Backwards Translation

I spent most of today mapping out the first four weeks of my Fall graduate course, Instructional Strategies Using the Internet – a totally online course with students scattered over three states. As this is now an Ed Leadership course, Jon Becker and I are taking it from a strictly Web 1.0 classroom focused course into a school leadership-focused course. The intent is to explore Web 2.0 initially, but then shift towards the administrative planning necessary to implement Web 2.0 instruction in a school or district.

As I thought through the first four weeks exploring Web 2.0, I was reminded of something Jeff Nugent comments on often – the challenge of backwards translating Web 2.0 by an early adopter to a late majority population.

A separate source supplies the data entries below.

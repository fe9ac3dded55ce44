//! Error types for pdfspot library.

use std::io;
use thiserror::Error;

/// Result type alias for pdfspot operations.
pub type Result<T> = std::result::Result<T, Error>;

/// Error types that can occur while loading, extracting or rendering.
///
/// Render cancellation is deliberately absent: a superseded render is
/// reported as [`crate::render::RenderOutcome::Cancelled`], not as an error.
#[derive(Error, Debug)]
pub enum Error {
    /// I/O error when reading or writing files.
    #[error("I/O error: {0}")]
    Io(#[from] io::Error),

    /// No file was selected, or the selected file is empty.
    #[error("Please select a file first.")]
    EmptyInput,

    /// The file format is not recognized as PDF.
    #[error("Unknown file format: not a valid PDF")]
    UnknownFormat,

    /// The PDF version is not supported.
    #[error("Unsupported PDF version: {0}")]
    UnsupportedVersion(String),

    /// The extraction service answered with an error.
    #[error("{0}")]
    Extraction(String),

    /// The extraction payload could not be understood.
    #[error("Malformed extraction payload: {0}")]
    MalformedPayload(String),

    /// The rendering library refused to load the document.
    #[error("Failed to load document: {0}")]
    DocumentLoad(String),

    /// A page could not be decoded or drawn.
    #[error("Rendering error: {0}")]
    Render(String),

    /// Page number is out of range.
    #[error("Page {0} is out of range (document has {1} pages)")]
    PageOutOfRange(u32, u32),

    /// Zoom factor is not a positive finite number.
    #[error("Invalid zoom factor: {0}")]
    InvalidZoom(f32),

    /// Element identifier could not be parsed.
    #[error("Invalid element id: {0}")]
    InvalidElementId(String),

    /// Generic error with message.
    #[error("{0}")]
    Other(String),
}

impl From<serde_json::Error> for Error {
    fn from(err: serde_json::Error) -> Self {
        Error::MalformedPayload(err.to_string())
    }
}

This is not a criticism of my upcoming students – they are typical school teachers that did not necessarily grow up with computers like their students – the NetGen generation – have. So while I am probably generalizing, it appears from meeting with them this summer while they were on campus that most of my students will fall in to the late majority category. Rogers noted that the drivers for adoption of an innovation are different for each adopter category, and I think it is safe to say that my enthusiasm for Web 2.0 will not easily translate into the class norm (at least, not without some work).

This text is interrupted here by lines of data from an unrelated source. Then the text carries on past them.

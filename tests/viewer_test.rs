//! Integration tests for the viewer controller.

use std::sync::Arc;

use async_trait::async_trait;

use pdfspot::error::{Error, Result};
use pdfspot::render::{
    CancelSignal, RenderBackend, RenderDocument, RenderPage, RenderStatus, Surface, Viewport,
};
use pdfspot::{
    parse_response, BoundingBox, ElementId, ExtractedElement, Field, Page, Row, Table, TextBlock,
    ViewerController, ViewerOptions,
};

const PDF: &[u8] = b"%PDF-1.7\n%\xe2\xe3\xcf\xd3\n1 0 obj\n";

/// Backend with fixed-size pages; optionally refuses to load or breaks a page.
struct MockBackend {
    pages: u32,
    fail_load: bool,
    broken_page: Option<u32>,
}

impl MockBackend {
    fn new(pages: u32) -> Self {
        Self {
            pages,
            fail_load: false,
            broken_page: None,
        }
    }
}

struct MockDocument {
    pages: u32,
    broken_page: Option<u32>,
}

struct MockPage {
    info: Page,
    broken: bool,
}

#[async_trait]
impl RenderBackend for MockBackend {
    fn name(&self) -> &str {
        "mock"
    }

    async fn load_document(&self, _bytes: Vec<u8>) -> Result<Arc<dyn RenderDocument>> {
        if self.fail_load {
            return Err(Error::Other("broken xref table".to_string()));
        }
        Ok(Arc::new(MockDocument {
            pages: self.pages,
            broken_page: self.broken_page,
        }))
    }
}

#[async_trait]
impl RenderDocument for MockDocument {
    fn page_count(&self) -> u32 {
        self.pages
    }

    async fn get_page(&self, number: u32) -> Result<Arc<dyn RenderPage>> {
        Ok(Arc::new(MockPage {
            info: Page::new(number - 1, 200.0, 100.0),
            broken: self.broken_page == Some(number),
        }))
    }
}

#[async_trait]
impl RenderPage for MockPage {
    fn info(&self) -> Page {
        self.info
    }

    async fn render(
        &self,
        surface: &mut Surface,
        _viewport: &Viewport,
        _cancel: &CancelSignal,
    ) -> Result<RenderStatus> {
        if self.broken {
            return Err(Error::Render("cannot decode page".to_string()));
        }
        surface.fill([255, 255, 255, 255]);
        Ok(RenderStatus::Completed)
    }
}

fn invoice_elements() -> Vec<ExtractedElement> {
    vec![
        TextBlock::new("Invoice 42", 0)
            .with_bbox(BoundingBox::new(100.0, 50.0, 20.0, 10.0))
            .into(),
        Table::new(0)
            .with_bbox(BoundingBox::new(10.0, 60.0, 180.0, 30.0))
            .with_row(Row::new(vec![
                Field::with_box("Item", BoundingBox::new(10.0, 60.0, 40.0, 8.0)),
                Field::with_box("Price", BoundingBox::new(120.0, 60.0, 30.0, 8.0)),
            ]))
            .with_row(
                Row::new(vec![Field::with_box(
                    "9.50",
                    BoundingBox::new(122.0, 70.0, 20.0, 8.0),
                )])
                .with_bbox(BoundingBox::new(10.0, 70.0, 180.0, 8.0)),
            )
            .into(),
        TextBlock::new("Unplaced summary", 0).into(),
        TextBlock::new("Terms", 2)
            .with_bbox(BoundingBox::new(10.0, 10.0, 50.0, 5.0))
            .into(),
    ]
}

async fn open_viewer(backend: &MockBackend, zoom: f32) -> ViewerController {
    let options = ViewerOptions::new().with_initial_zoom(zoom);
    ViewerController::open(backend, PDF.to_vec(), invoice_elements(), options)
        .await
        .unwrap()
}

#[tokio::test]
async fn test_open_input_errors() {
    let backend = MockBackend::new(1);

    let err = ViewerController::open(&backend, Vec::new(), Vec::new(), ViewerOptions::new())
        .await
        .unwrap_err();
    assert!(matches!(err, Error::EmptyInput));
    assert_eq!(err.to_string(), "Please select a file first.");

    let err = ViewerController::open(
        &backend,
        b"PK\x03\x04 not a pdf".to_vec(),
        Vec::new(),
        ViewerOptions::new(),
    )
    .await
    .unwrap_err();
    assert!(matches!(err, Error::UnknownFormat));

    let broken = MockBackend {
        fail_load: true,
        ..MockBackend::new(1)
    };
    let err = ViewerController::open(&broken, PDF.to_vec(), Vec::new(), ViewerOptions::new())
        .await
        .unwrap_err();
    assert!(matches!(err, Error::DocumentLoad(ref m) if m.contains("broken xref table")));

    let empty = MockBackend::new(0);
    let err = ViewerController::open(&empty, PDF.to_vec(), Vec::new(), ViewerOptions::new())
        .await
        .unwrap_err();
    assert!(matches!(err, Error::DocumentLoad(_)));
}

#[tokio::test]
async fn test_open_renders_first_page() {
    let backend = MockBackend::new(3);
    let mut viewer = open_viewer(&backend, 1.5).await.with_file_name("invoice.pdf");

    assert_eq!(viewer.current_page(), 1);
    assert_eq!(viewer.zoom(), 1.5);
    assert_eq!(viewer.page_count(), 3);
    assert_eq!(viewer.document_info().pdf_version, "1.7");
    assert_eq!(
        viewer.document_info().file_name.as_deref(),
        Some("invoice.pdf")
    );

    let outcomes = viewer.settle().await;
    assert!(outcomes[0].is_committed());
    assert_eq!(viewer.committed().unwrap().surface.width(), 300);
}

#[tokio::test]
async fn test_locate_scales_to_surface() {
    let backend = MockBackend::new(3);
    let mut viewer = open_viewer(&backend, 2.0).await;
    viewer.settle().await;

    let highlight = viewer.locate(ElementId::Text(0));
    assert_eq!(highlight, Some(BoundingBox::new(200.0, 100.0, 40.0, 20.0)));
    assert_eq!(viewer.highlight(), highlight);
    assert_eq!(viewer.active(), Some(ElementId::Text(0)));
}

#[tokio::test]
async fn test_locate_before_render_is_ignored() {
    let backend = MockBackend::new(3);
    let mut viewer = open_viewer(&backend, 2.0).await;

    assert!(viewer.locate(ElementId::Text(0)).is_none());
    assert!(viewer.highlight().is_none());
    assert!(viewer.last_error().is_none());
}

#[tokio::test]
async fn test_locate_without_box_is_noop() {
    let backend = MockBackend::new(3);
    let mut viewer = open_viewer(&backend, 1.0).await;
    viewer.settle().await;

    assert!(viewer.locate(ElementId::Text(2)).is_none());
    assert!(viewer.active().is_none());

    assert!(viewer.locate_box(ElementId::Text(2), None).is_none());
    assert!(viewer.active().is_none());
}

#[tokio::test]
async fn test_locate_table_parts() {
    let backend = MockBackend::new(3);
    let mut viewer = open_viewer(&backend, 1.0).await;
    viewer.settle().await;

    assert_eq!(
        viewer.locate(ElementId::Table(1)),
        Some(BoundingBox::new(10.0, 60.0, 180.0, 30.0))
    );
    assert_eq!(
        viewer.locate(ElementId::HeaderCell { table: 1, column: 1 }),
        Some(BoundingBox::new(120.0, 60.0, 30.0, 8.0))
    );
    assert_eq!(
        viewer.locate(ElementId::Row { table: 1, row: 0 }),
        Some(BoundingBox::new(10.0, 70.0, 180.0, 8.0))
    );
    assert_eq!(
        viewer.locate(ElementId::Cell {
            table: 1,
            row: 0,
            column: 1
        }),
        Some(BoundingBox::new(122.0, 70.0, 20.0, 8.0))
    );
    assert!(viewer
        .locate(ElementId::Cell {
            table: 1,
            row: 0,
            column: 0
        })
        .is_none());
}

#[tokio::test]
async fn test_rerender_clears_highlight() {
    let backend = MockBackend::new(3);
    let mut viewer = open_viewer(&backend, 2.0).await;
    viewer.settle().await;
    viewer.locate(ElementId::Text(0)).unwrap();

    assert!(viewer.zoom_in());
    assert!(viewer.highlight().is_none());
    viewer.settle().await;
    assert!(viewer.highlight().is_none());

    // 200 * 2.25 = 450 pixels wide
    let highlight = viewer.locate(ElementId::Text(0)).unwrap();
    assert_eq!(highlight.left, 225.0);
    assert_eq!(highlight.width, 45.0);
}

#[tokio::test]
async fn test_empty_page_is_a_valid_state() {
    let backend = MockBackend::new(3);
    let mut viewer = open_viewer(&backend, 1.0).await;

    assert!(viewer.set_page(2));
    viewer.settle().await;

    assert!(!viewer.has_page_content());
    assert!(viewer.current_page_elements().is_empty());
    assert!(viewer.search("").is_empty());
    assert!(viewer.search("invoice").is_empty());
    assert!(viewer.locate(ElementId::Text(0)).is_none());
    assert!(viewer.last_error().is_none());

    assert!(viewer.next_page());
    viewer.settle().await;
    assert!(viewer.has_page_content());
    assert_eq!(viewer.current_page_elements()[0].plain_text(), "Terms");
}

#[tokio::test]
async fn test_navigation_and_zoom_are_clamped() {
    let backend = MockBackend::new(3);
    let mut viewer = open_viewer(&backend, 0.5).await;

    assert!(!viewer.set_page(0));
    assert!(!viewer.prev_page());
    assert_eq!(viewer.current_page(), 1);

    assert!(viewer.set_page(99));
    assert_eq!(viewer.current_page(), 3);
    assert!(!viewer.next_page());

    assert!(viewer.zoom_out());
    assert_eq!(viewer.zoom(), 0.25);
    assert!(!viewer.zoom_out());
    assert!(!viewer.set_zoom(-4.0));
    assert_eq!(viewer.zoom(), 0.25);

    let outcomes = viewer.settle().await;
    assert!(outcomes.iter().all(|o| !o.is_failure()));
    let committed = viewer.committed().unwrap();
    assert_eq!(committed.target.page, 3);
    assert_eq!(committed.target.zoom, 0.25);
}

#[tokio::test]
async fn test_page_change_resets_active_element() {
    let backend = MockBackend::new(3);
    let mut viewer = open_viewer(&backend, 1.0).await;
    viewer.settle().await;
    viewer.locate(ElementId::Text(0)).unwrap();

    viewer.set_page(3);
    assert!(viewer.active().is_none());
    // The committed surface still shows page 1
    assert!(viewer.locate(ElementId::Text(0)).is_none());

    viewer.settle().await;
    assert_eq!(
        viewer.locate(ElementId::Text(0)),
        Some(BoundingBox::new(10.0, 10.0, 50.0, 5.0))
    );
}

#[tokio::test]
async fn test_render_fault_keeps_viewer_usable() {
    let backend = MockBackend {
        broken_page: Some(2),
        ..MockBackend::new(3)
    };
    let mut viewer = open_viewer(&backend, 1.0).await;
    viewer.settle().await;

    viewer.next_page();
    let outcomes = viewer.settle().await;
    assert!(outcomes[0].is_failure());
    assert!(viewer.last_error().unwrap().contains("cannot decode page"));
    assert_eq!(viewer.committed().unwrap().target.page, 1);

    // Back on the page that is still shown
    assert_eq!(viewer.current_page(), 1);
    assert_eq!(viewer.current_page_elements().len(), 3);
    assert_eq!(
        viewer.locate(ElementId::Text(0)),
        Some(BoundingBox::new(100.0, 50.0, 20.0, 10.0))
    );

    viewer.set_page(3);
    viewer.settle().await;
    assert!(viewer.last_error().is_none());
    assert_eq!(viewer.current_page(), 3);
    assert_eq!(viewer.committed().unwrap().target.page, 3);
}

#[tokio::test]
async fn test_oversized_zoom_falls_back_to_shown_zoom() {
    let backend = MockBackend::new(1);
    let mut viewer = open_viewer(&backend, 2.0).await;
    viewer.settle().await;

    assert!(viewer.set_zoom(100000.0));
    let outcomes = viewer.settle().await;
    assert!(outcomes[0].is_failure());
    assert!(viewer.last_error().unwrap().contains("too large"));
    assert_eq!(viewer.zoom(), 2.0);
    assert_eq!(
        viewer.locate(ElementId::Text(0)),
        Some(BoundingBox::new(200.0, 100.0, 40.0, 20.0))
    );

    assert!(viewer.zoom_in());
    viewer.settle().await;
    assert_eq!(viewer.zoom(), 2.25);
    assert!(viewer.last_error().is_none());
}

#[tokio::test]
async fn test_search_keeps_stable_ids() {
    let backend = MockBackend::new(3);
    let viewer = open_viewer(&backend, 1.0).await;

    let hits = viewer.search("9.5");
    assert_eq!(hits.len(), 1);
    assert_eq!(hits[0].id(), ElementId::Table(1));
    assert_eq!(hits[0].rows, Some(vec![0]));

    let hits = viewer.search("SUMMARY");
    assert_eq!(hits[0].id(), ElementId::Text(2));
}

#[tokio::test]
async fn test_open_with_decoded_response() {
    let body = r#"{"extracted_data": {
        "1": [
            {"text": "Invoice", "bbox": [100, 50, 20, 10]},
            {"type": "table", "rows": [
                {"fields": [
                    {"text": "A", "bbox": [0, 0, 10, 5]},
                    {"text": "B", "bbox": [50, 0, 10, 5]}
                ]},
                {"fields": [{"text": "A1", "bbox": [1, 6, 9, 5]}]}
            ]}
        ]
    }}"#;
    let elements = parse_response(body).unwrap();

    let backend = MockBackend::new(1);
    let options = ViewerOptions::new().with_initial_zoom(2.0);
    let mut viewer = ViewerController::open(&backend, PDF.to_vec(), elements, options)
        .await
        .unwrap();
    viewer.settle().await;

    assert_eq!(
        viewer.locate(ElementId::Text(0)),
        Some(BoundingBox::new(200.0, 100.0, 40.0, 20.0))
    );
    assert_eq!(
        viewer.locate(ElementId::Cell {
            table: 1,
            row: 0,
            column: 0
        }),
        Some(BoundingBox::new(2.0, 12.0, 18.0, 10.0))
    );
}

So as I mapped out the course, I broke the course down this way. I thought that we would spend a week simply exploring the Web 2.0 concept (Michael Wesch videos, O’Reilly article, Cofino First Steps), and have them dip their toes in with RSS feeds in Google Reader and accounts in Delicious. The concept of creating content online might still be foreign to some of them.

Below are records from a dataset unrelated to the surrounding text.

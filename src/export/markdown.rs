//! Markdown output for aligned tables and page content.

use crate::align::{AlignOptions, TableReconstructor};
use crate::model::{AlignedGrid, AlignedRow, ExtractedElement};

/// Render an aligned grid as a Markdown table. Vacant slots become empty
/// cells.
pub fn to_markdown(grid: &AlignedGrid<'_>) -> String {
    let mut output = String::new();

    render_row(&mut output, grid.header());
    output.push('|');
    for _ in 0..grid.column_count() {
        output.push_str(" --- |");
    }
    output.push('\n');

    for row in grid.body() {
        render_row(&mut output, row);
    }

    output
}

/// Render one page's elements: text blocks as paragraphs, tables aligned.
/// Tables that cannot be aligned are skipped.
pub fn page_to_markdown(elements: &[&ExtractedElement], options: &AlignOptions) -> String {
    let reconstructor = TableReconstructor::with_options(options.clone());
    let mut output = String::new();

    for element in elements {
        match element {
            ExtractedElement::Text(block) => {
                let text = block.text.trim();
                if !text.is_empty() {
                    output.push_str(text);
                    output.push_str("\n\n");
                }
            }
            ExtractedElement::Table(table) => {
                if let Some(grid) = reconstructor.reconstruct(table) {
                    output.push_str(&to_markdown(&grid));
                    output.push('\n');
                }
            }
        }
    }

    output.trim_end().to_string()
}

fn render_row(output: &mut String, row: &AlignedRow<'_>) {
    output.push('|');
    for text in row.texts() {
        output.push_str(&format!(" {} |", escape_cell(text)));
    }
    output.push('\n');
}

fn escape_cell(text: &str) -> String {
    text.replace('\n', " ").trim().replace('|', "\\|")
}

My worry with backwards translation is the potential for information overload as we move in to Web 2.0 tools. I am thinking a starting place is Jane Hart’s Top Tools For Learning list, but even that is intimidating to those uncomfortable with technology. Yet, this is a graduate course, and I neither want to water it down nor spoon feed “my” tools to them. My goal is that in week 4, the students will be using some of these tools to present (asynchronously) tutorials on a specific tool that they research to the other members of the course. I do not want to even specify “how” they present – though I do want to introduce them to CogDog’s 50 Ways To Tell a Story.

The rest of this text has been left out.